** LISTED ENTRIES **
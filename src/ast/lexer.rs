use bumpalo::Bump;
use logos::{Lexer, Logos};

/// Arena that decoded strings are allocated into while lexing.
#[derive(Clone, Copy)]
pub struct Arena<'s>(pub &'s Bump);

#[derive(Logos, Debug, PartialEq, Clone, Copy)]
#[logos(extras = Arena<'s>)]
pub enum Token<'a> {
    #[regex(r"[\[\]{}():=!]", |lex| lex.slice().chars().next())]
    Punct(char),

    #[regex(r"\$[_A-Za-z][_0-9A-Za-z]*", |lex| &lex.slice()[1..])]
    Variable(&'a str),

    #[regex(r"[_A-Za-z][_0-9A-Za-z]*")]
    Name(&'a str),

    #[regex(r"-?(0|[1-9][0-9]*)")]
    Int(&'a str),

    #[regex(r"-?(0|[1-9][0-9]*)(\.[0-9]+([eE][+-]?[0-9]+)?|[eE][+-]?[0-9]+)")]
    Float(&'a str),

    #[token("\"", lex_string)]
    #[token("\"\"\"", lex_block_string)]
    String(&'a str),

    // Commas count as whitespace in GraphQL
    #[error]
    #[regex(r"[ \t\r\n,]+", logos::skip)]
    #[regex(r"#[^\r\n]*", logos::skip)]
    Error,

    End,
}

#[inline]
fn read_hex(text: &str) -> Option<u32> {
    use lexical_core::*;
    const HEX: u128 = NumberFormatBuilder::hexadecimal();
    const OPTIONS: ParseIntegerOptions = ParseIntegerOptions::new();
    if text.len() != 4 || !text.bytes().all(|byte| byte.is_ascii_hexdigit()) {
        return None;
    }
    parse_with_options::<u32, HEX>(text.as_bytes(), &OPTIONS).ok()
}

/// Decodes the `XXXX` of a `\uXXXX` escape at the start of `rest`, joining a surrogate pair when
/// a second escape follows. Returns the character and the number of bytes it spans.
fn read_unicode_escape(rest: &str) -> Option<(char, usize)> {
    let unit = read_hex(rest.get(..4)?)?;
    if (0xD800..0xDC00).contains(&unit) {
        let low = rest
            .get(4..6)
            .filter(|prefix| *prefix == "\\u")
            .and_then(|_| read_hex(rest.get(6..10)?))
            .filter(|low| (0xDC00..0xE000).contains(low))?;
        let code = 0x10000 + ((unit - 0xD800) << 10) + (low - 0xDC00);
        return char::from_u32(code).map(|c| (c, 10));
    }
    char::from_u32(unit).map(|c| (c, 4))
}

fn lex_string<'a>(lex: &mut Lexer<'a, Token<'a>>) -> Option<&'a str> {
    let rest = lex.remainder();
    let mut output = String::new();
    let mut has_escapes = false;
    let mut index = 0;
    while let Some(c) = rest[index..].chars().next() {
        index += c.len_utf8();
        match c {
            '"' => {
                lex.bump(index);
                return if has_escapes {
                    Some(lex.extras.0.alloc_str(&output))
                } else {
                    Some(&rest[..index - 1])
                };
            }
            '\n' | '\r' => return None,
            '\\' => {
                has_escapes = true;
                let escaped = rest[index..].chars().next()?;
                index += escaped.len_utf8();
                output.push(match escaped {
                    '"' => '"',
                    '\\' => '\\',
                    '/' => '/',
                    'b' => '\u{8}',
                    'f' => '\u{c}',
                    'n' => '\n',
                    'r' => '\r',
                    't' => '\t',
                    'u' => {
                        let (decoded, len) = read_unicode_escape(&rest[index..])?;
                        index += len;
                        decoded
                    }
                    _ => return None,
                });
            }
            c => output.push(c),
        }
    }
    None
}

fn lex_block_string<'a>(lex: &mut Lexer<'a, Token<'a>>) -> Option<&'a str> {
    let rest = lex.remainder();
    let mut raw = String::new();
    let mut index = 0;
    loop {
        let tail = &rest[index..];
        if tail.starts_with("\\\"\"\"") {
            raw.push_str("\"\"\"");
            index += 4;
        } else if tail.starts_with("\"\"\"") {
            lex.bump(index + 3);
            return Some(lex.extras.0.alloc_str(&block_string_value(&raw)));
        } else {
            let c = tail.chars().next()?;
            raw.push(c);
            index += c.len_utf8();
        }
    }
}

#[inline]
fn is_indent(c: char) -> bool {
    c == ' ' || c == '\t'
}

/// Number of leading spaces and tabs, which are single bytes.
#[inline]
fn indent_len(line: &str) -> usize {
    line.len() - line.trim_start_matches(is_indent).len()
}

/// Turns the raw text between `"""` delimiters into the string value it stands for.
///
/// The smallest indentation of all lines with content after the first is removed from every line
/// but the first, then leading and trailing lines holding only whitespace are dropped.
///
/// [Reference](https://spec.graphql.org/October2021/#BlockStringValue())
pub(crate) fn block_string_value(raw: &str) -> String {
    let lines = raw
        .split("\r\n")
        .flat_map(|line| line.split(|c: char| c == '\n' || c == '\r'))
        .collect::<Vec<&str>>();

    let common_indent = lines
        .iter()
        .skip(1)
        .map(|line| (indent_len(line), line.len()))
        .filter(|(indent, len)| indent < len)
        .map(|(indent, _)| indent)
        .min()
        .unwrap_or(0);

    let is_blank = |line: &&str| indent_len(line) == line.len();
    let dedented = lines
        .iter()
        .enumerate()
        .map(|(index, line)| match index {
            0 => *line,
            _ => &line[common_indent.min(indent_len(line))..],
        })
        .collect::<Vec<&str>>();
    let start = dedented.iter().position(|line| !is_blank(line));
    let end = dedented.iter().rposition(|line| !is_blank(line));
    match (start, end) {
        (Some(start), Some(end)) => dedented[start..=end].join("\n"),
        _ => String::new(),
    }
}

** TASK GOAL **
Only the lines from the beginning of the entries through the line bearing "use lexical_core::*;" should be returned, each exactly as written.

** ANSWER TO THIS PROBLEM **
filename src/ast/lexer.rs
use bumpalo::Bump;
use logos::{Lexer, Logos};

/// Arena that decoded strings are allocated into while lexing.
#[derive(Clone, Copy)]
pub struct Arena<'s>(pub &'s Bump);

#[derive(Logos, Debug, PartialEq, Clone, Copy)]
#[logos(extras = Arena<'s>)]
pub enum Token<'a> {
    #[regex(r"[\[\]{}():=!]", |lex| lex.slice().chars().next())]
    Punct(char),

    #[regex(r"\$[_A-Za-z][_0-9A-Za-z]*", |lex| &lex.slice()[1..])]
    Variable(&'a str),

    #[regex(r"[_A-Za-z][_0-9A-Za-z]*")]
    Name(&'a str),

    #[regex(r"-?(0|[1-9][0-9]*)")]
    Int(&'a str),

    #[regex(r"-?(0|[1-9][0-9]*)(\.[0-9]+([eE][+-]?[0-9]+)?|[eE][+-]?[0-9]+)")]
    Float(&'a str),

    #[token("\"", lex_string)]
    #[token("\"\"\"", lex_block_string)]
    String(&'a str),

    // Commas count as whitespace in GraphQL
    #[error]
    #[regex(r"[ \t\r\n,]+", logos::skip)]
    #[regex(r"#[^\r\n]*", logos::skip)]
    Error,

    End,
}

#[inline]
fn read_hex(text: &str) -> Option<u32> {
    use lexical_core::*;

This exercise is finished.